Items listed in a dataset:
_ _ _ _

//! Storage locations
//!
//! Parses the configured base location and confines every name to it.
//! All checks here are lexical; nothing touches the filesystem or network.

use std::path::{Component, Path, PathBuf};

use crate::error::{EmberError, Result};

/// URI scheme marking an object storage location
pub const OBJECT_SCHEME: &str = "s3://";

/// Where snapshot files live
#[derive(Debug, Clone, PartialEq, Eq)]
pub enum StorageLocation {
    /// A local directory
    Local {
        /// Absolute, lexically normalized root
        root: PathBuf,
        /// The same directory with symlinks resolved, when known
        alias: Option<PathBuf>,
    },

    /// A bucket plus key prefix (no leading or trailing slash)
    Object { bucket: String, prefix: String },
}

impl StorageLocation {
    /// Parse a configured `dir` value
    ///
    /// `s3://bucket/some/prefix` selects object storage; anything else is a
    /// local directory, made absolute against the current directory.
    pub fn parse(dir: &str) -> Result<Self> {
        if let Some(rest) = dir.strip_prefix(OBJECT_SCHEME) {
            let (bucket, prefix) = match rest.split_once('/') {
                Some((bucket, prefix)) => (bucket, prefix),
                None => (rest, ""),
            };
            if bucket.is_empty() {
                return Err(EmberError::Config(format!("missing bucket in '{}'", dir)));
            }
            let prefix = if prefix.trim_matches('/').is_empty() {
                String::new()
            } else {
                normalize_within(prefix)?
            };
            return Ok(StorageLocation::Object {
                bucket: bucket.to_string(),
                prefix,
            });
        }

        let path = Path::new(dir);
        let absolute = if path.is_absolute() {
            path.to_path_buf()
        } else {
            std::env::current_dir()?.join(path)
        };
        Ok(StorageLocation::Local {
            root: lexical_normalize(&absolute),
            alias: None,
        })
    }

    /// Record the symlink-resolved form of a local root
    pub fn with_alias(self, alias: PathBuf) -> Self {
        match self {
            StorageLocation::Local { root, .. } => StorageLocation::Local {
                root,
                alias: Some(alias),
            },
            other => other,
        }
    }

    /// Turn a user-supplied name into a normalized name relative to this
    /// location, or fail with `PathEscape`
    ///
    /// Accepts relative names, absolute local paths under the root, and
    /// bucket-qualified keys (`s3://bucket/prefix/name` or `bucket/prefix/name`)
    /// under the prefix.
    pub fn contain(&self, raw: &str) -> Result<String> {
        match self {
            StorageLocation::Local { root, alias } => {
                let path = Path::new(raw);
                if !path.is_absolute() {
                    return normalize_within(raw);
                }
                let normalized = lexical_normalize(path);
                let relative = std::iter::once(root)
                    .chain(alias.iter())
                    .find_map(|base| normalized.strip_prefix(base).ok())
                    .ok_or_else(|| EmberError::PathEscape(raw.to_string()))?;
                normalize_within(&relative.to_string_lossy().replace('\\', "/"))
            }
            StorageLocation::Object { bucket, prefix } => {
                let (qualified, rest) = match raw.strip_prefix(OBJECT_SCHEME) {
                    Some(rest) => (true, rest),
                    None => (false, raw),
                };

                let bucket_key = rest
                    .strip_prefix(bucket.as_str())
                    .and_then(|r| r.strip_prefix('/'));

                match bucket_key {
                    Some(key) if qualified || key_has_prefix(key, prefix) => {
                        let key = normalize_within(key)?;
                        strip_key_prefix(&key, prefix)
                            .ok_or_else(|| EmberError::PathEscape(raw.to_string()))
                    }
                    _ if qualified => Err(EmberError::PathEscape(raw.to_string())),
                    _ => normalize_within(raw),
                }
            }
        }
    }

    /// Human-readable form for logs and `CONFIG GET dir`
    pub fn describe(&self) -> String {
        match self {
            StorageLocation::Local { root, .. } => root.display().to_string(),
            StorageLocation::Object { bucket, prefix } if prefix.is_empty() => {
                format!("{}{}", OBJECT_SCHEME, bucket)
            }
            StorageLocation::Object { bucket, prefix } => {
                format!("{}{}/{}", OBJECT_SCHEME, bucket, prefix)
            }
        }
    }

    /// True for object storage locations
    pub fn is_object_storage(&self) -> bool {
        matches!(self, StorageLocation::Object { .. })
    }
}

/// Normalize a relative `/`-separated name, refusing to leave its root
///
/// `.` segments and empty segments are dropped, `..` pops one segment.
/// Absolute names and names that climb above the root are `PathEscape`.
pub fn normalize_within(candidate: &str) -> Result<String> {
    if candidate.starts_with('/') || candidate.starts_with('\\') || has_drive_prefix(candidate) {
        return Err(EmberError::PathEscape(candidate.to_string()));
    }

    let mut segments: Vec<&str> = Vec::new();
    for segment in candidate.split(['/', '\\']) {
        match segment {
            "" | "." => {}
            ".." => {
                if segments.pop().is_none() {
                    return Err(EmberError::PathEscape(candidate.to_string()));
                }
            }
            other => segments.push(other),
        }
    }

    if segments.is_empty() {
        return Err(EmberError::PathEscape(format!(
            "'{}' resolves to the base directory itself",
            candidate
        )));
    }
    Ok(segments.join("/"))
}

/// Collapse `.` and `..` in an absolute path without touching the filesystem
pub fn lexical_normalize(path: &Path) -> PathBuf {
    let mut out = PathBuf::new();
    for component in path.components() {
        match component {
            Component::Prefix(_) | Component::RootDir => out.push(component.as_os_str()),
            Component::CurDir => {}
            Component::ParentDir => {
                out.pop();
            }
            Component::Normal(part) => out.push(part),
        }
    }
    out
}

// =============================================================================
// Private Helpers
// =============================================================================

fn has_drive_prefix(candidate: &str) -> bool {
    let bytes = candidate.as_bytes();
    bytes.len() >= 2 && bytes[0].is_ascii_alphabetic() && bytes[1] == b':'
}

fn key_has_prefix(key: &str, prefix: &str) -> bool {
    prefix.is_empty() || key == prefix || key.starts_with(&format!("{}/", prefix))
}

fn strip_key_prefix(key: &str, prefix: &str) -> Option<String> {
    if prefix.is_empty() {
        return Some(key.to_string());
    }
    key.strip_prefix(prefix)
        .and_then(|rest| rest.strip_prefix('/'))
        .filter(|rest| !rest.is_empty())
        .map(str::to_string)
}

_ _ _ _

WORK REQUIRED: The word "StorageLocation" appears in some lines above. Return every one of those lines.

RESPONSE:
pub enum StorageLocation {
impl StorageLocation {
            return Ok(StorageLocation::Object {
        Ok(StorageLocation::Local {
            StorageLocation::Local { root, .. } => StorageLocation::Local {
            StorageLocation::Local { root, alias } => {
            StorageLocation::Object { bucket, prefix } => {
            StorageLocation::Local { root, .. } => root.display().to_string(),
            StorageLocation::Object { bucket, prefix } if prefix.is_empty() => {
            StorageLocation::Object { bucket, prefix } => {
        matches!(self, StorageLocation::Object { .. })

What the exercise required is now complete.